[Prompt]: Which lines below contain "requires"? Pull them out.

*** Records to process ***

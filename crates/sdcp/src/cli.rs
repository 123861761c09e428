//! Clap derive structures for the `sdcp` CLI.

use std::net::IpAddr;
use std::path::PathBuf;

use clap::{Args, Parser, Subcommand, ValueEnum};

use sdcp_core::{Fan, TransportKind};

// ── Top-Level CLI ────────────────────────────────────────────────────

/// sdcp -- talk to ELEGOO SDCP printers from the command line
#[derive(Debug, Parser)]
#[command(
    name = "sdcp",
    version,
    about = "Discover, monitor and control SDCP printers",
    long_about = "Discover, monitor and control resin and FDM printers that speak SDCP\n\
        over WebSocket or MQTT, or JSON-RPC over the printer's own MQTT broker.\n\n\
        Also runs a multi-printer gateway and a standalone MQTT broker.",
    propagate_version = true,
    subcommand_required = true,
    arg_required_else_help = true
)]
pub struct Cli {
    #[command(flatten)]
    pub global: GlobalOpts,

    #[command(subcommand)]
    pub command: Command,
}

// ── Global Options ───────────────────────────────────────────────────

#[derive(Debug, Args)]
pub struct GlobalOpts {
    /// Config file (defaults to the platform config directory)
    #[arg(long, env = "SDCP_CONFIG", global = true)]
    pub config: Option<PathBuf>,

    /// Printer profile to use
    #[arg(long, short = 'p', env = "SDCP_PRINTER", global = true)]
    pub printer: Option<String>,

    /// Printer address (bypasses profiles; requires --id)
    #[arg(long, global = true, requires = "id")]
    pub host: Option<String>,

    /// Mainboard id or serial number for --host
    #[arg(long, global = true)]
    pub id: Option<String>,

    /// Transport for --host
    #[arg(long, global = true, default_value = "websocket")]
    pub transport: TransportKind,

    /// Access code for --host on inverted-MQTT printers
    #[arg(long, env = "SDCP_ACCESS_CODE", global = true, hide_env_values = true)]
    pub access_code: Option<String>,

    /// Output format (defaults to `defaults.output` from config)
    #[arg(long, short = 'o', env = "SDCP_OUTPUT", global = true)]
    pub output: Option<OutputFormat>,

    /// When to use color output
    #[arg(long, default_value = "auto", global = true)]
    pub color: ColorMode,

    /// Increase verbosity (-v, -vv, -vvv)
    #[arg(long, short = 'v', action = clap::ArgAction::Count, global = true)]
    pub verbose: u8,

    /// Emit logs as JSON lines
    #[arg(long, global = true)]
    pub log_json: bool,

    /// Suppress non-error output
    #[arg(long, short = 'q', global = true)]
    pub quiet: bool,

    /// Command timeout in seconds (overrides config)
    #[arg(long, global = true)]
    pub timeout: Option<u64>,
}

// ── Output & Color Enums ─────────────────────────────────────────────

#[derive(Debug, Clone, Copy, ValueEnum)]
pub enum OutputFormat {
    /// Pretty table (default, interactive)
    Table,
    /// Pretty-printed JSON
    Json,
    /// Compact single-line JSON
    JsonCompact,
    /// YAML
    Yaml,
}

#[derive(Debug, Clone, Copy, ValueEnum)]
pub enum ColorMode {
    Auto,
    Always,
    Never,
}

// ── Top-Level Command Enum ───────────────────────────────────────────

#[derive(Debug, Subcommand)]
pub enum Command {
    /// Find printers on the local network
    #[command(alias = "scan")]
    Discover(DiscoverArgs),

    /// Show the printer's current status
    #[command(alias = "st")]
    Status(StatusArgs),

    /// Show the printer's attributes (model, firmware, capabilities)
    #[command(alias = "attrs")]
    Attributes,

    /// List past print jobs
    History,

    /// Enable or disable the camera stream
    Video(VideoArgs),

    /// Pause the running print
    Pause,

    /// Resume a paused print
    Resume,

    /// Stop the running print
    Stop,

    /// Change a printer parameter
    Set(SetArgs),

    /// Run the multi-printer gateway
    #[command(alias = "proxy")]
    Gateway(GatewayArgs),

    /// Run a standalone MQTT broker for SDCP-over-MQTT printers
    Broker(BrokerArgs),

    /// Inspect configuration
    Config(ConfigArgs),

    /// Generate shell completions
    Completions(CompletionsArgs),
}

// ── Discover ─────────────────────────────────────────────────────────

#[derive(Debug, Args)]
pub struct DiscoverArgs {
    /// Seconds to wait for replies (overrides config)
    #[arg(long, short = 't')]
    pub wait: Option<u64>,

    /// Probe this address instead of broadcasting
    #[arg(long)]
    pub target: Option<IpAddr>,

    /// Skip the SDCP probe
    #[arg(long)]
    pub no_sdcp: bool,

    /// Skip the inverted-MQTT probe
    #[arg(long)]
    pub no_cc2: bool,
}

// ── Status ───────────────────────────────────────────────────────────

#[derive(Debug, Args)]
pub struct StatusArgs {
    /// Keep printing every status push until interrupted
    #[arg(long, short = 'w')]
    pub watch: bool,
}

// ── Video ────────────────────────────────────────────────────────────

#[derive(Debug, Args)]
pub struct VideoArgs {
    #[command(subcommand)]
    pub command: VideoCommand,
}

#[derive(Debug, Subcommand)]
pub enum VideoCommand {
    /// Start the stream and print its URL
    Enable,
    /// Stop the stream
    Disable,
}

// ── Set ──────────────────────────────────────────────────────────────

#[derive(Debug, Args)]
pub struct SetArgs {
    #[command(subcommand)]
    pub command: SetCommand,
}

#[derive(Debug, Subcommand)]
pub enum SetCommand {
    /// Fan speed in percent (model, auxiliary, box)
    Fan { fan: Fan, percent: u32 },
    /// Print speed in percent
    Speed { percent: u32 },
    /// Nozzle target temperature in °C
    Nozzle { celsius: f64 },
    /// Bed target temperature in °C
    Bed { celsius: f64 },
    /// Chamber light
    Light { state: Toggle },
}

#[derive(Debug, Clone, Copy, ValueEnum)]
pub enum Toggle {
    On,
    Off,
}

// ── Gateway ──────────────────────────────────────────────────────────

#[derive(Debug, Args)]
pub struct GatewayArgs {
    /// HTTP and WebSocket port (overrides config)
    #[arg(long)]
    pub http_port: Option<u16>,

    /// MJPEG video port (overrides config)
    #[arg(long)]
    pub video_port: Option<u16>,

    /// Host name clients use to reach the gateway (overrides config)
    #[arg(long)]
    pub external_host: Option<String>,

    /// Don't register printers found by discovery at start-up
    #[arg(long)]
    pub no_discover: bool,

    /// Exit once the last printer is unregistered
    #[arg(long)]
    pub shutdown_when_empty: bool,
}

// ── Broker ───────────────────────────────────────────────────────────

#[derive(Debug, Args)]
pub struct BrokerArgs {
    /// Listen port (overrides config)
    #[arg(long)]
    pub port: Option<u16>,

    /// Bind address (overrides config)
    #[arg(long)]
    pub bind: Option<IpAddr>,
}

// ── Config ───────────────────────────────────────────────────────────

#[derive(Debug, Args)]
pub struct ConfigArgs {
    #[command(subcommand)]
    pub command: ConfigCommand,
}

#[derive(Debug, Subcommand)]
pub enum ConfigCommand {
    /// Print the effective configuration
    Show,
    /// Print the config file path
    Path,
    /// List printer profiles
    Printers,
}

// ── Completions ──────────────────────────────────────────────────────

#[derive(Debug, Args)]
pub struct CompletionsArgs {
    pub shell: clap_complete::Shell,
}
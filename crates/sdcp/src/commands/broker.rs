//! Standalone broker daemon handler.

use tracing::info;

use sdcp_api::BrokerHandle;

use crate::cli::BrokerArgs;
use crate::error::CliError;

use super::Context;

pub async fn handle(args: BrokerArgs, ctx: &Context) -> Result<(), CliError> {
    let mut config = ctx.config.broker.to_broker_config();
    if let Some(port) = args.port {
        config.port = port;
    }
    if let Some(bind) = args.bind {
        config.bind = bind;
    }

    let broker = BrokerHandle::start(&config).await?;
    ctx.note(&format!("MQTT broker listening on {}", broker.local_addr()));

    tokio::signal::ctrl_c().await?;
    info!(sessions = broker.session_count(), "interrupt received, stopping broker");
    Ok(())
}
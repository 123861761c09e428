use serde::{Deserialize, Serialize};
use serde_json::Value;

use crate::error::Error;

// ── Topics ───────────────────────────────────────────────────────────

/// Topic prefix convention: WebSocket frames use `sdcp/...`, the
/// broker-mediated MQTT tree uses `/sdcp/...`.
#[derive(Debug, Clone, Copy, PartialEq, Eq)]
pub enum TopicStyle {
    WebSocket,
    Mqtt,
}

/// The closed set of SDCP topic kinds. Anything else decodes to `Unknown`.
#[derive(Debug, Clone, Copy, PartialEq, Eq)]
pub enum TopicKind {
    Request,
    Response,
    Status,
    Attributes,
    Notice,
    Error,
    Unknown,
}

impl TopicKind {
    /// Split `sdcp/<kind>/<id>` (or `/sdcp/<kind>/<id>`) into kind and id.
    pub fn parse(topic: &str) -> (Self, Option<&str>) {
        let trimmed = topic.strip_prefix('/').unwrap_or(topic);
        let Some(rest) = trimmed.strip_prefix("sdcp/") else {
            return (Self::Unknown, None);
        };
        let (kind, id) = match rest.split_once('/') {
            Some((kind, id)) => (kind, Some(id).filter(|id| !id.is_empty())),
            None => (rest, None),
        };
        let kind = match kind {
            "request" => Self::Request,
            "response" => Self::Response,
            "status" => Self::Status,
            "attributes" => Self::Attributes,
            "notice" => Self::Notice,
            "error" => Self::Error,
            _ => Self::Unknown,
        };
        (kind, id)
    }

    fn segment(self) -> &'static str {
        match self {
            Self::Request => "request",
            Self::Response => "response",
            Self::Status => "status",
            Self::Attributes => "attributes",
            Self::Notice => "notice",
            Self::Error => "error",
            Self::Unknown => "unknown",
        }
    }

    /// Build the full topic string for a mainboard id.
    pub fn topic(self, style: TopicStyle, mainboard_id: &str) -> String {
        match style {
            TopicStyle::WebSocket => format!("sdcp/{}/{mainboard_id}", self.segment()),
            TopicStyle::Mqtt => format!("/sdcp/{}/{mainboard_id}", self.segment()),
        }
    }
}

// ── Requests ─────────────────────────────────────────────────────────

/// Outbound command envelope.
#[derive(Debug, Clone, PartialEq, Serialize, Deserialize)]
pub struct SdcpRequest {
    #[serde(rename = "Id", default)]
    pub id: String,
    #[serde(rename = "Data")]
    pub data: RequestData,
    #[serde(rename = "Topic", default)]
    pub topic: String,
}

#[derive(Debug, Clone, PartialEq, Serialize, Deserialize)]
pub struct RequestData {
    #[serde(rename = "Cmd")]
    pub cmd: u32,
    #[serde(rename = "Data", default)]
    pub data: Value,
    #[serde(rename = "RequestID", default)]
    pub request_id: String,
    #[serde(rename = "MainboardID", default)]
    pub mainboard_id: String,
    #[serde(rename = "TimeStamp", default)]
    pub timestamp: i64,
    #[serde(rename = "From", default)]
    pub from: i64,
}

/// Fresh hex correlation id.
pub fn new_request_id() -> String {
    uuid::Uuid::new_v4().simple().to_string()
}

impl SdcpRequest {
    pub fn new(
        connection_id: &str,
        mainboard_id: &str,
        cmd: u32,
        data: Value,
        style: TopicStyle,
    ) -> Self {
        let data = if data.is_null() {
            Value::Object(serde_json::Map::new())
        } else {
            data
        };
        Self {
            id: connection_id.to_owned(),
            data: RequestData {
                cmd,
                data,
                request_id: new_request_id(),
                mainboard_id: mainboard_id.to_owned(),
                timestamp: chrono::Utc::now().timestamp(),
                from: 0,
            },
            topic: TopicKind::Request.topic(style, mainboard_id),
        }
    }

    pub fn request_id(&self) -> &str {
        &self.data.request_id
    }

    pub fn to_json(&self) -> String {
        // A struct of strings, integers and a `Value` always serializes.
        serde_json::to_string(self).unwrap_or_default()
    }
}

// ── Responses ────────────────────────────────────────────────────────

/// A decoded `sdcp/response/<id>` frame.
#[derive(Debug, Clone, PartialEq, Serialize, Deserialize)]
pub struct SdcpResponse {
    #[serde(rename = "Cmd")]
    pub cmd: u32,
    #[serde(rename = "Data", default)]
    pub data: Value,
    #[serde(rename = "RequestID", default)]
    pub request_id: String,
    #[serde(rename = "MainboardID", default)]
    pub mainboard_id: String,
    #[serde(rename = "TimeStamp", default)]
    pub timestamp: i64,
}

impl SdcpResponse {
    /// Status code from `Data.Ack`; missing means success.
    pub fn ack(&self) -> i64 {
        self.data.get("Ack").and_then(Value::as_i64).unwrap_or(0)
    }
}

// ── Inbound message kinds ────────────────────────────────────────────

/// An inbound frame decoded once at the transport boundary.
#[derive(Debug, Clone, PartialEq)]
pub enum SdcpMessage {
    Response(SdcpResponse),
    Status {
        mainboard_id: Option<String>,
        status: Value,
    },
    Attributes {
        mainboard_id: Option<String>,
        attributes: Value,
    },
    Notice(Value),
    Error(Value),
    /// A request echoed back to us, e.g. by a broker fan-out.
    Request(Box<SdcpRequest>),
    Unknown {
        topic: String,
        body: Value,
    },
}

impl SdcpMessage {
    pub fn decode(text: &str) -> Result<Self, Error> {
        let value: Value =
            serde_json::from_str(text).map_err(|e| Error::malformed(e.to_string(), text))?;
        Self::from_value(value)
    }

    pub fn decode_bytes(bytes: &[u8]) -> Result<Self, Error> {
        let text = std::str::from_utf8(bytes).map_err(|e| {
            Error::malformed(e.to_string(), String::from_utf8_lossy(bytes).into_owned())
        })?;
        Self::decode(text)
    }

    pub fn from_value(value: Value) -> Result<Self, Error> {
        let topic = value
            .get("Topic")
            .and_then(Value::as_str)
            .unwrap_or_default()
            .to_owned();
        let (kind, _) = TopicKind::parse(&topic);

        // Some firmware omits the topic on pushes; infer from the payload key.
        let kind = match kind {
            TopicKind::Unknown if topic.is_empty() => {
                if value.get("Status").is_some() {
                    TopicKind::Status
                } else if value.get("Attributes").is_some() {
                    TopicKind::Attributes
                } else {
                    TopicKind::Unknown
                }
            }
            other => other,
        };

        let mainboard_id = value
            .get("MainboardID")
            .and_then(Value::as_str)
            .map(str::to_owned);

        Ok(match kind {
            TopicKind::Response => {
                let data = value
                    .get("Data")
                    .cloned()
                    .ok_or_else(|| Error::malformed("response without Data", value.to_string()))?;
                let response: SdcpResponse = serde_json::from_value(data)
                    .map_err(|e| Error::malformed(e.to_string(), value.to_string()))?;
                Self::Response(response)
            }
            TopicKind::Status => Self::Status {
                mainboard_id,
                status: value.get("Status").cloned().unwrap_or(Value::Null),
            },
            TopicKind::Attributes => Self::Attributes {
                mainboard_id,
                attributes: value.get("Attributes").cloned().unwrap_or(Value::Null),
            },
            TopicKind::Notice => Self::Notice(value),
            TopicKind::Error => Self::Error(value),
            TopicKind::Request => {
                let request: SdcpRequest = serde_json::from_value(value.clone())
                    .map_err(|e| Error::malformed(e.to_string(), value.to_string()))?;
                Self::Request(Box::new(request))
            }
            TopicKind::Unknown => Self::Unknown { topic, body: value },
        })
    }
}

// ── Outbound push encoding (gateway bridging) ────────────────────────

/// Encode a status or attributes push the way a WebSocket printer would.
pub fn encode_push(kind: TopicKind, style: TopicStyle, mainboard_id: &str, body: &Value) -> Value {
    let key = match kind {
        TopicKind::Attributes => "Attributes",
        _ => "Status",
    };
    serde_json::json!({
        key: body,
        "MainboardID": mainboard_id,
        "TimeStamp": chrono::Utc::now().timestamp(),
        "Topic": kind.topic(style, mainboard_id),
    })
}

/// Encode a response frame for a request that was answered out of band.
pub fn encode_response(style: TopicStyle, connection_id: &str, response: &SdcpResponse) -> Value {
    serde_json::json!({
        "Id": connection_id,
        "Data": response,
        "Topic": TopicKind::Response.topic(style, &response.mainboard_id),
    })
}

// ── Tests ────────────────────────────────────────────────────────────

***

[Exercise answer]:
    /// Printer address (bypasses profiles; requires --id)
    #[arg(long, global = true, requires = "id")]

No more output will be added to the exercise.